> **YOUR GOAL**
From the material below, copy out each line with the word "Some" in it.

*** INPUT DATA ***

//! Scripted transport for tests.
//!
//! Each locator gets a [`Script`] describing how its download behaves. Events
//! are delivered from a separate OS thread, the way a real transport would call
//! back from its own context. Every submission and event is appended to a
//! shared log so tests can check ordering.

use std::collections::HashMap;
use std::path::PathBuf;
use std::sync::{Arc, Mutex};

use tempfile::TempDir;
use url::Url;

use crate::transport::{EventHandler, Transport, SUCCESS_STATUS};

/// How a scripted download behaves.
#[derive(Debug, Clone)]
pub enum Script {
    /// Deliver `body` in `chunks` progress steps, then succeed.
    Deliver { body: Vec<u8>, chunks: usize },
    /// Deliver the given progress values verbatim, then succeed with `body`.
    Progress { body: Vec<u8>, steps: Vec<u64> },
    /// Deliver `body` but finish with `status`.
    Status { body: Vec<u8>, status: u16 },
    /// Fail at the transport level.
    Fail(String),
    /// Report data at a location that does not exist, then succeed.
    VanishingData,
    /// Drop the handler without ever completing.
    Abandon,
}

#[derive(Debug, Clone, PartialEq, Eq)]
pub enum Logged {
    Submit(String),
    Progress(String, u64),
    Complete(String),
}

pub struct ScriptedTransport {
    scripts: HashMap<String, Script>,
    scratch: TempDir,
    log: Arc<Mutex<Vec<Logged>>>,
}

impl ScriptedTransport {
    pub fn new() -> Self {
        Self {
            scripts: HashMap::new(),
            scratch: tempfile::tempdir().expect("scratch dir"),
            log: Arc::new(Mutex::new(Vec::new())),
        }
    }

    pub fn script(mut self, locator: &str, script: Script) -> Self {
        self.scripts.insert(locator.to_string(), script);
        self
    }

    pub fn log(&self) -> Vec<Logged> {
        self.log.lock().unwrap().clone()
    }

    /// Locators in the order they were submitted.
    pub fn submissions(&self) -> Vec<String> {
        self.log()
            .into_iter()
            .filter_map(|entry| match entry {
                Logged::Submit(locator) => Some(locator),
                _ => None,
            })
            .collect()
    }

    fn scratch_file(&self, locator: &str, body: &[u8]) -> PathBuf {
        let path = self
            .scratch
            .path()
            .join(format!("{}.download", self.submissions().len()));
        std::fs::write(&path, body).expect("write scratch");
        tracing::debug!("Scripted payload for {} at {}", locator, path.display());
        path
    }
}

fn chunk_steps(len: u64, chunks: usize) -> Vec<u64> {
    let chunks = chunks.max(1) as u64;
    (1..=chunks).map(|i| len * i / chunks).collect()
}

impl Transport for ScriptedTransport {
    fn submit(&self, url: &Url, handler: Arc<dyn EventHandler>) {
        let locator = url.to_string();
        let script = self
            .scripts
            .get(&locator)
            .cloned()
            .unwrap_or(Script::Deliver {
                body: locator.as_bytes().to_vec(),
                chunks: 1,
            });

        let scratch = match &script {
            Script::Deliver { body, .. }
            | Script::Progress { body, .. }
            | Script::Status { body, .. } => Some(self.scratch_file(&locator, body)),
            _ => None,
        };

        self.log.lock().unwrap().push(Logged::Submit(locator.clone()));
        let log = Arc::clone(&self.log);

        std::thread::spawn(move || {
            let progress = |written: u64, expected: u64| {
                log.lock()
                    .unwrap()
                    .push(Logged::Progress(locator.clone(), written));
                handler.on_progress(written, expected);
            };

            let completion = match script {
                Script::Deliver { body, chunks } => {
                    let len = body.len() as u64;
                    for step in chunk_steps(len, chunks) {
                        progress(step, len);
                    }
                    handler.on_data_ready(scratch.as_deref().unwrap(), SUCCESS_STATUS);
                    Ok(SUCCESS_STATUS)
                }
                Script::Progress { body, steps } => {
                    for step in steps {
                        progress(step, body.len() as u64);
                    }
                    handler.on_data_ready(scratch.as_deref().unwrap(), SUCCESS_STATUS);
                    Ok(SUCCESS_STATUS)
                }
                Script::Status { body, status } => {
                    progress(body.len() as u64, body.len() as u64);
                    handler.on_data_ready(scratch.as_deref().unwrap(), status);
                    Ok(status)
                }
                Script::Fail(message) => {
                    progress(0, 0);
                    Err(message)
                }
                Script::VanishingData => {
                    handler.on_data_ready(&PathBuf::from("/nonexistent/pkgfetch/data"), SUCCESS_STATUS);
                    Ok(SUCCESS_STATUS)
                }
                Script::Abandon => return,
            };

            log.lock().unwrap().push(Logged::Complete(locator.clone()));
            handler.on_complete(completion);
        });
    }
}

*** End of INPUT DATA ***

> **SOLVED EXERCISE**
                Logged::Submit(locator) => Some(locator),
            | Script::Status { body, .. } => Some(self.scratch_file(&locator, body)),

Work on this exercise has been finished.